#### Try it:
Please copy each line of the data that includes the string "PartialEq".
─── Exercise materials
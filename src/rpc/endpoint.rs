// Copyright (C) 2025 Category Labs, Inc.
// SPDX-License-Identifier: GPL-3.0-or-later

//! Endpoint model and the request/push surface every endpoint exposes.

use crate::error::SnipeError;
use alloy::primitives::{Address, Bytes, B256, U256};
use futures_util::stream::BoxStream;
use serde::Deserialize;
use std::future::Future;
use std::sync::Arc;
use std::time::Duration;

/// Push capabilities of an endpoint.
#[derive(Debug, Clone, Copy, Default, PartialEq, Eq)]
pub struct Capabilities {
    pub pending_events: bool,
    pub block_events: bool,
}

impl Capabilities {
    pub fn any_push(&self) -> bool {
        self.pending_events || self.block_events
    }

    /// Lower sorts first: pending push, then block push, then request-only.
    pub fn tier(&self) -> u8 {
        if self.pending_events {
            0
        } else if self.block_events {
            1
        } else {
            2
        }
    }
}

/// Fee levels seen on an endpoint at one moment.
#[derive(Debug, Clone, Copy, PartialEq, Eq)]
pub struct FeeSnapshot {
    pub base_fee: u128,
    pub priority_fee: u128,
}

/// Endpoint entry as it appears in the endpoints file.
#[derive(Debug, Clone, Deserialize)]
pub struct EndpointSpec {
    pub id: String,
    #[serde(default)]
    pub rank: u32,
    pub http_url: String,
    #[serde(default)]
    pub ws_url: Option<String>,
    #[serde(default)]
    pub pending_events: bool,
    #[serde(default)]
    pub block_events: bool,
}

impl EndpointSpec {
    /// Declared capabilities, cleared when there is no push transport at all.
    pub fn capabilities(&self) -> Capabilities {
        if self.ws_url.is_none() {
            return Capabilities::default();
        }
        Capabilities {
            pending_events: self.pending_events,
            block_events: self.block_events,
        }
    }
}

/// Request and push channel of a single network endpoint.
///
/// Implemented over alloy providers for real nodes and by an in-process mock
/// in tests. Every read is a single round trip; none of them retry.
pub trait EndpointClient: Send + Sync + 'static {
    /// Deployed token exposed by the deployment source, `None` while unset.
    fn deployed_token(
        &self,
        source: Address,
    ) -> impl Future<Output = Result<Option<Address>, SnipeError>> + Send;

    /// Stream of pending transaction hashes.
    fn subscribe_pending(
        &self,
    ) -> impl Future<Output = Result<BoxStream<'static, B256>, SnipeError>> + Send;

    /// Stream of new block numbers.
    fn subscribe_blocks(
        &self,
    ) -> impl Future<Output = Result<BoxStream<'static, u64>, SnipeError>> + Send;

    /// Recipient of a transaction, `None` when unknown or a contract creation.
    fn transaction_target(
        &self,
        hash: B256,
    ) -> impl Future<Output = Result<Option<Address>, SnipeError>> + Send;

    /// Receipt status once the transaction is included (`true` = success).
    fn wait_for_receipt(
        &self,
        hash: B256,
        timeout: Duration,
    ) -> impl Future<Output = Result<bool, SnipeError>> + Send;

    fn transaction_count(
        &self,
        owner: Address,
    ) -> impl Future<Output = Result<u64, SnipeError>> + Send;

    fn chain_id(&self) -> impl Future<Output = Result<u64, SnipeError>> + Send;

    fn fee_snapshot(&self) -> impl Future<Output = Result<FeeSnapshot, SnipeError>> + Send;

    fn send_raw(&self, raw: Bytes) -> impl Future<Output = Result<B256, SnipeError>> + Send;

    fn token_symbol(&self, token: Address)
        -> impl Future<Output = Result<String, SnipeError>> + Send;

    fn token_balance(
        &self,
        token: Address,
        owner: Address,
    ) -> impl Future<Output = Result<U256, SnipeError>> + Send;

    fn allowance(
        &self,
        token: Address,
        owner: Address,
        spender: Address,
    ) -> impl Future<Output = Result<U256, SnipeError>> + Send;
}

/// A ranked endpoint owned by the pool.
#[derive(Debug)]
pub struct Endpoint<C> {
    pub id: String,
    pub rank: u32,
    pub capabilities: Capabilities,
    pub client: Arc<C>,
}

impl<C> Endpoint<C> {
    pub fn new(id: impl Into<String>, rank: u32, capabilities: Capabilities, client: C) -> Self {
        Self {
            id: id.into(),
            rank,
            capabilities,
            client: Arc::new(client),
        }
    }
}

#[cfg(test)]
mod tests {
    use super::*;

    #[test]
    fn push_flags_cleared_without_ws() {
        let spec: EndpointSpec = serde_json::from_str(
            r#"{"id":"a","rank":1,"http_url":"http://a","pending_events":true,"block_events":true}"#,
        )
        .unwrap();
        assert_eq!(spec.capabilities(), Capabilities::default());

        let spec: EndpointSpec = serde_json::from_str(
            r#"{"id":"b","http_url":"http://b","ws_url":"ws://b","block_events":true}"#,
        )
        .unwrap();
        assert!(spec.capabilities().block_events);
        assert!(!spec.capabilities().pending_events);
        assert_eq!(spec.capabilities().tier(), 1);
    }
}
// Copyright (C) 2025 Category Labs, Inc.
// SPDX-License-Identifier: GPL-3.0-or-later

//! Trading strategies.

pub mod sniper;

pub use sniper::{SessionOutcome, SessionPlan, SessionSettings, SnipeSession, Target};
──────
#### Response:
#[derive(Debug, Clone, Copy, Default, PartialEq, Eq)]
#[derive(Debug, Clone, Copy, PartialEq, Eq)]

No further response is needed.